■ **ASSIGNED TASK**
Copy out, exactly and with nothing else, the stretch of lines that starts at the line containing "use uuid::Uuid;" and finishes at the end of the data.

[Saved entries]
▬▬▬▬▬▬
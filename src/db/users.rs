use sqlx::PgPool;
use uuid::Uuid;

use crate::models::{NewUser, User};

pub async fn create<'e, E: sqlx::PgExecutor<'e>>(
    executor: E,
    user: &NewUser,
) -> Result<User, sqlx::Error> {
    sqlx::query_as::<_, User>(
        "INSERT INTO users (id, email, password_hash, is_active, is_staff, is_superuser,
                            account_created, first_name, last_name, display_name)
         VALUES ($1, $2, $3, $4, $5, $6, $7, $8, $9, $10) RETURNING *",
    )
    .bind(user.id)
    .bind(&user.email)
    .bind(&user.password_hash)
    .bind(user.is_active)
    .bind(user.is_staff)
    .bind(user.is_superuser)
    .bind(user.account_created)
    .bind(&user.first_name)
    .bind(&user.last_name)
    .bind(&user.display_name)
    .fetch_one(executor)
    .await
}

pub async fn find_by_email(pool: &PgPool, email: &str) -> Result<Option<User>, sqlx::Error> {
    sqlx::query_as::<_, User>("SELECT * FROM users WHERE email = $1")
        .bind(email)
        .fetch_optional(pool)
        .await
}

pub async fn find_by_id(pool: &PgPool, id: Uuid) -> Result<Option<User>, sqlx::Error> {
    sqlx::query_as::<_, User>("SELECT * FROM users WHERE id = $1")
        .bind(id)
        .fetch_optional(pool)
        .await
}

pub async fn list_all(pool: &PgPool) -> Result<Vec<User>, sqlx::Error> {
    sqlx::query_as::<_, User>("SELECT * FROM users ORDER BY account_created DESC")
        .fetch_all(pool)
        .await
}

pub async fn touch_last_login(pool: &PgPool, id: Uuid) -> Result<(), sqlx::Error> {
    sqlx::query("UPDATE users SET last_login = now() WHERE id = $1")
        .bind(id)
        .execute(pool)
        .await?;
    Ok(())
}

/// Soft delete. Returns the updated row, or `None` if no such user.
pub async fn deactivate(pool: &PgPool, id: Uuid) -> Result<Option<User>, sqlx::Error> {
    sqlx::query_as::<_, User>("UPDATE users SET is_active = FALSE WHERE id = $1 RETURNING *")
        .bind(id)
        .fetch_optional(pool)
        .await
}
▬▬▬▬▬▬
■ **EXERCISE SOLUTION**
use uuid::Uuid;

use crate::models::{NewUser, User};

pub async fn create<'e, E: sqlx::PgExecutor<'e>>(
    executor: E,
    user: &NewUser,
) -> Result<User, sqlx::Error> {
    sqlx::query_as::<_, User>(
        "INSERT INTO users (id, email, password_hash, is_active, is_staff, is_superuser,
                            account_created, first_name, last_name, display_name)
         VALUES ($1, $2, $3, $4, $5, $6, $7, $8, $9, $10) RETURNING *",
    )
    .bind(user.id)
    .bind(&user.email)
    .bind(&user.password_hash)
    .bind(user.is_active)
    .bind(user.is_staff)
    .bind(user.is_superuser)
    .bind(user.account_created)
    .bind(&user.first_name)
    .bind(&user.last_name)
    .bind(&user.display_name)
    .fetch_one(executor)
    .await
}

pub async fn find_by_email(pool: &PgPool, email: &str) -> Result<Option<User>, sqlx::Error> {
    sqlx::query_as::<_, User>("SELECT * FROM users WHERE email = $1")
        .bind(email)
        .fetch_optional(pool)
        .await
}

pub async fn find_by_id(pool: &PgPool, id: Uuid) -> Result<Option<User>, sqlx::Error> {
    sqlx::query_as::<_, User>("SELECT * FROM users WHERE id = $1")
        .bind(id)
        .fetch_optional(pool)
        .await
}

pub async fn list_all(pool: &PgPool) -> Result<Vec<User>, sqlx::Error> {
    sqlx::query_as::<_, User>("SELECT * FROM users ORDER BY account_created DESC")
        .fetch_all(pool)
        .await
}

pub async fn touch_last_login(pool: &PgPool, id: Uuid) -> Result<(), sqlx::Error> {
    sqlx::query("UPDATE users SET last_login = now() WHERE id = $1")
        .bind(id)
        .execute(pool)
        .await?;
    Ok(())
}

/// Soft delete. Returns the updated row, or `None` if no such user.
pub async fn deactivate(pool: &PgPool, id: Uuid) -> Result<Option<User>, sqlx::Error> {
    sqlx::query_as::<_, User>("UPDATE users SET is_active = FALSE WHERE id = $1 RETURNING *")
        .bind(id)
        .fetch_optional(pool)
        .await
}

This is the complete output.